**Required work**
Go through the records below and show every line with the string "IoError".

**Dataset entries**
▬▬▬
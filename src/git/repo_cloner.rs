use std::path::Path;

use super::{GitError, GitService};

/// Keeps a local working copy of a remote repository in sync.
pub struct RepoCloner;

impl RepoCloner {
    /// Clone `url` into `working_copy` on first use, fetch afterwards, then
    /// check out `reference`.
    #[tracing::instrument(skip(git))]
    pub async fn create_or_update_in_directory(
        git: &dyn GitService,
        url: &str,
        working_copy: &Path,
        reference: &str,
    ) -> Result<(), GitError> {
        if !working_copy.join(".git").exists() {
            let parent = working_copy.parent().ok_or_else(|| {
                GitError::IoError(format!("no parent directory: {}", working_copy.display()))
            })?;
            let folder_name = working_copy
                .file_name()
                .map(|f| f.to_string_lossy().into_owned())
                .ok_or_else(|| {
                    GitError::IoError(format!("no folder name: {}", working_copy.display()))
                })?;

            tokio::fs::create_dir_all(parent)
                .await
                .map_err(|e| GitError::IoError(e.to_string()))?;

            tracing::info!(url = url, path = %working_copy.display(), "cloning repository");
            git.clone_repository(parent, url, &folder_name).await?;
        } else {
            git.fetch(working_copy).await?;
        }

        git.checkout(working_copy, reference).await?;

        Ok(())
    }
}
▬▬▬
**Completed task**
                GitError::IoError(format!("no parent directory: {}", working_copy.display()))
                    GitError::IoError(format!("no folder name: {}", working_copy.display()))
                .map_err(|e| GitError::IoError(e.to_string()))?;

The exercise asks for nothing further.